NAOMI KLEIN: Well, I’ll start with the second point, because this is something else that is so strange about the timing. I think the moment of just rewarding Obama for awakening hope and optimism has clearly passed. And we certainly see this in the context of Israel-Palestine, where there was a huge amount of hope that was awakened and inspired by Obama’s rhetoric, by his historic Cairo speech. But now we’re past that moment. He didn’t just give that speech yesterday. And now is the moment when we’re seeing his actual commitment to change. And it has been one disappointment after the next.

First, an extremely half-hearted attempt to get tough with the Netanyahu government when it comes to settlement expansion. I say “half-hearted,” because demands were made, but they weren’t followed through with any kind of muscle. As we know, the US has more than moral suasion to use with the Netanyahu government, if it’s really opposed to settlement expansion. There are billions of military aid that, of course, is never put on the table. And after a little bit of moral suasion failed, we see the same defeatism setting in.

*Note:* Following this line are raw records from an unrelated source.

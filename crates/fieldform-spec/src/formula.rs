//! Arithmetic formulas for computed fields.
//!
//! Formulas are restricted to `{field}` references, decimal literals, the
//! four arithmetic operators, and parentheses. A dedicated tokenizer and
//! recursive-descent parser enforce the grammar; nothing outside it ever
//! reaches evaluation.

use std::collections::BTreeSet;

use serde_json::Value;
use thiserror::Error;

use crate::draft::ValueMap;
use crate::spec::form::FormSchema;

/// Errors raised while parsing a formula. Evaluation failures are reported
/// as `None` by [`evaluate`]; parse errors are only surfaced as such during
/// schema verification.
#[derive(Debug, Clone, PartialEq, Eq, Error)]
pub enum FormulaError {
    #[error("unexpected character '{0}'")]
    UnexpectedChar(char),
    #[error("unterminated field reference")]
    UnterminatedReference,
    #[error("empty field reference")]
    EmptyReference,
    #[error("invalid numeric literal '{0}'")]
    InvalidNumber(String),
    #[error("unexpected end of formula")]
    UnexpectedEnd,
    #[error("unexpected token")]
    UnexpectedToken,
    #[error("unbalanced parentheses")]
    UnbalancedParens,
    #[error("formula is empty")]
    Empty,
}

#[derive(Debug, Clone, PartialEq)]
enum Token {
    Number(f64),
    Reference(String),
    Plus,
    Minus,
    Star,
    Slash,
    Open,
    Close,
}

#[derive(Debug, Clone, PartialEq)]
enum Node {
    Literal(f64),
    Reference(String),
    Add(Box<Node>, Box<Node>),
    Sub(Box<Node>, Box<Node>),
    Mul(Box<Node>, Box<Node>),
    Div(Box<Node>, Box<Node>),
    Neg(Box<Node>),
}

/// A parsed formula ready for repeated evaluation.
#[derive(Debug, Clone, PartialEq)]
pub struct Formula {
    root: Node,
    references: BTreeSet<String>,
}

impl Formula {
    pub fn parse(source: &str) -> Result<Self, FormulaError> {
        let tokens = tokenize(source)?;
        let mut parser = Parser { tokens, pos: 0 };
        let root = parser.expression()?;
        if parser.pos != parser.tokens.len() {
            return Err(FormulaError::UnexpectedToken);
        }
        let mut references = BTreeSet::new();
        collect_references(&root, &mut references);
        Ok(Self { root, references })
    }

    /// Field names this formula reads.
    pub fn references(&self) -> impl Iterator<Item = &str> {
        self.references.iter().map(String::as_str)
    }

    /// Evaluates against a value snapshot. Absent values read as zero; a
    /// present non-numeric value, division by zero, or a non-finite result
    /// yields `None` ("not yet computable", never zero).
    pub fn evaluate(&self, values: &ValueMap) -> Option<f64> {
        let result = eval(&self.root, values)?;
        result.is_finite().then_some(result)
    }
}

/// Parses and evaluates in one step; any failure yields `None`.
pub fn evaluate(source: &str, values: &ValueMap) -> Option<f64> {
    Formula::parse(source).ok()?.evaluate(values)
}

/// Rounds to a fixed number of decimal places, half away from zero on the
/// decimal value. The scaled number is snapped to four decimals first so an
/// input like `2 + 3.05` rounds as 5.05, not as its binary neighbour 5.049….
pub fn round_to(value: f64, decimals: u32) -> f64 {
    let scale = 10f64.powi(decimals as i32);
    let scaled = value * scale;
    let snapped: f64 = format!("{scaled:.4}").parse().unwrap_or(scaled);
    snapped.round() / scale
}

/// Applies every calculated field once, in declaration order, and returns
/// the updated map. A value is only written back when it differs from the
/// stored one, so re-running on unchanged inputs is a no-op.
pub fn apply_computed(schema: &FormSchema, values: &ValueMap) -> ValueMap {
    let mut out = values.clone();
    for field in &schema.fields {
        let Some(calc) = &field.calculation else {
            continue;
        };
        let computed = evaluate(&calc.formula, &out).map(|value| match calc.decimals {
            Some(decimals) => round_to(value, decimals),
            None => value,
        });
        match computed.and_then(|value| serde_json::Number::from_f64(value).map(Value::Number)) {
            Some(next) => {
                if out.get(&field.name) != Some(&next) {
                    out.insert(field.name.clone(), next);
                }
            }
            None => {
                out.remove(&field.name);
            }
        }
    }
    out
}

fn tokenize(source: &str) -> Result<Vec<Token>, FormulaError> {
    let mut tokens = Vec::new();
    let mut chars = source.chars().peekable();

    while let Some(&ch) = chars.peek() {
        match ch {
            ' ' | '\t' | '\n' | '\r' => {
                chars.next();
            }
            '+' => {
                chars.next();
                tokens.push(Token::Plus);
            }
            '-' => {
                chars.next();
                tokens.push(Token::Minus);
            }
            '*' => {
                chars.next();
                tokens.push(Token::Star);
            }
            '/' => {
                chars.next();
                tokens.push(Token::Slash);
            }
            '(' => {
                chars.next();
                tokens.push(Token::Open);
            }
            ')' => {
                chars.next();
                tokens.push(Token::Close);
            }
            '{' => {
                chars.next();
                let mut name = String::new();
                loop {
                    match chars.next() {
                        Some('}') => break,
                        Some(inner) => name.push(inner),
                        None => return Err(FormulaError::UnterminatedReference),
                    }
                }
                let name = name.trim().to_string();
                if name.is_empty() {
                    return Err(FormulaError::EmptyReference);
                }
                tokens.push(Token::Reference(name));
            }
            '0'..='9' | '.' => {
                let mut literal = String::new();
                while let Some(&digit) = chars.peek() {
                    if digit.is_ascii_digit() || digit == '.' {
                        literal.push(digit);
                        chars.next();
                    } else {
                        break;
                    }
                }
                let parsed: f64 = literal
                    .parse()
                    .map_err(|_| FormulaError::InvalidNumber(literal.clone()))?;
                tokens.push(Token::Number(parsed));
            }
            other => return Err(FormulaError::UnexpectedChar(other)),
        }
    }

    if tokens.is_empty() {
        return Err(FormulaError::Empty);
    }
    Ok(tokens)
}

struct Parser {
    tokens: Vec<Token>,
    pos: usize,
}

impl Parser {
    fn peek(&self) -> Option<&Token> {
        self.tokens.get(self.pos)
    }

    fn next(&mut self) -> Option<Token> {
        let token = self.tokens.get(self.pos).cloned();
        if token.is_some() {
            self.pos += 1;
        }
        token
    }

    fn expression(&mut self) -> Result<Node, FormulaError> {
        let mut node = self.term()?;
        while let Some(token) = self.peek() {
            match token {
                Token::Plus => {
                    self.pos += 1;
                    node = Node::Add(Box::new(node), Box::new(self.term()?));
                }
                Token::Minus => {
                    self.pos += 1;
                    node = Node::Sub(Box::new(node), Box::new(self.term()?));
                }
                _ => break,
            }
        }
        Ok(node)
    }

    fn term(&mut self) -> Result<Node, FormulaError> {
        let mut node = self.factor()?;
        while let Some(token) = self.peek() {
            match token {
                Token::Star => {
                    self.pos += 1;
                    node = Node::Mul(Box::new(node), Box::new(self.factor()?));
                }
                Token::Slash => {
                    self.pos += 1;
                    node = Node::Div(Box::new(node), Box::new(self.factor()?));
                }
                _ => break,
            }
        }
        Ok(node)
    }

    fn factor(&mut self) -> Result<Node, FormulaError> {
        match self.next() {
            Some(Token::Minus) => Ok(Node::Neg(Box::new(self.factor()?))),
            Some(Token::Number(value)) => Ok(Node::Literal(value)),
            Some(Token::Reference(name)) => Ok(Node::Reference(name)),
            Some(Token::Open) => {
                let inner = self.expression()?;
                match self.next() {
                    Some(Token::Close) => Ok(inner),
                    Some(_) => Err(FormulaError::UnexpectedToken),
                    None => Err(FormulaError::UnbalancedParens),
                }
            }
            Some(_) => Err(FormulaError::UnexpectedToken),
            None => Err(FormulaError::UnexpectedEnd),
        }
    }
}

fn collect_references(node: &Node, out: &mut BTreeSet<String>) {
    match node {
        Node::Literal(_) => {}
        Node::Reference(name) => {
            out.insert(name.clone());
        }
        Node::Add(left, right)
        | Node::Sub(left, right)
        | Node::Mul(left, right)
        | Node::Div(left, right) => {
            collect_references(left, out);
            collect_references(right, out);
        }
        Node::Neg(inner) => collect_references(inner, out),
    }
}

fn eval(node: &Node, values: &ValueMap) -> Option<f64> {
    match node {
        Node::Literal(value) => Some(*value),
        Node::Reference(name) => resolve_reference(values, name),
        Node::Add(left, right) => Some(eval(left, values)? + eval(right, values)?),
        Node::Sub(left, right) => Some(eval(left, values)? - eval(right, values)?),
        Node::Mul(left, right) => Some(eval(left, values)? * eval(right, values)?),
        Node::Div(left, right) => {
            let divisor = eval(right, values)?;
            if divisor == 0.0 {
                return None;
            }
            Some(eval(left, values)? / divisor)
        }
        Node::Neg(inner) => Some(-eval(inner, values)?),
    }
}

fn resolve_reference(values: &ValueMap, name: &str) -> Option<f64> {
    match values.get(name) {
        None | Some(Value::Null) => Some(0.0),
        Some(Value::Number(number)) => number.as_f64(),
        Some(Value::String(text)) => {
            let trimmed = text.trim();
            if trimmed.is_empty() {
                Some(0.0)
            } else {
                trimmed.parse().ok()
            }
        }
        Some(_) => None,
    }
}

And then the Goldstone report. You know, one of the supposed victories of the US reengagement with multilateralism has been the US taking a seat on the Human Rights Council. But what we see, as in the context of the climate negotiations, is the US is reengaging, but in an extremely destructive way, using their status, their seat at the table, to undermine international law. That’s happening in the context of the climate negotiations, and now it’s happened in the context of the Goldstone report, where, rather than strengthening international law, the US pressure on Abbas and also their own words and actions undermine a crucial report, which should have been a breakthrough.

And the Obama administration wasted absolutely no time in selling out Judge Richard Goldstone with no basis of fact whatsoever. The report was extremely balanced. The Obama administration could have stepped back and allowed it to work its way through the UN system, really kind of hid behind the UN on this one. Here you have a judge with an extraordinary international reputation for his belief in international law and his commitment to the reality of the—of “never again,” whether in the context of Rwanda or the former Yugoslavia. And this is somebody who’s really, really been committed to that idea. And the US has allowed his reputation to be destroyed, and contributed to it in many ways. So this is a moment where Palestinians more and more are saying, “OK, you raised our hopes, and now you’re dashing them.”

And then, in the middle of all this, the Nobel Prize Committee awards their top honors to Obama. And I think it’s quite insulting. I don’t know what kind of political game they’re playing, but I don’t think that the committee has ever been as political as this or as delusional as this, frankly.

from 10/11/09 McLaughlin Group:

MS. CROWLEY: Honors should be deserved and they should be earned. And the Nobel committee jumped the shark when they gave President Obama this award. This is theater of the absurd. And the Nobel committee did what the International Olympic Committee would not do, which is to give an award to President Obama just for being, well, President Obama.

Look, what this does is actually devalue the award and diminish the actual real world-changing accomplishments of those who've gotten the award before him; namely, Nelson Mandela, Mother Teresa. And it also shows an increasing politicization of the award. We've seen it go to Al Gore. We've seen it go to Jimmy Carter.

And so what the Nobel committee is really doing is saying, "Look, we'll give it to an American as long as it's the right kind of American, who shares our values," where America is essentially the root of all evil in the world. And when you have a president who is essentially acknowledging that or spending a good deal of his time apologizing for this country, it's no wonder that he got this.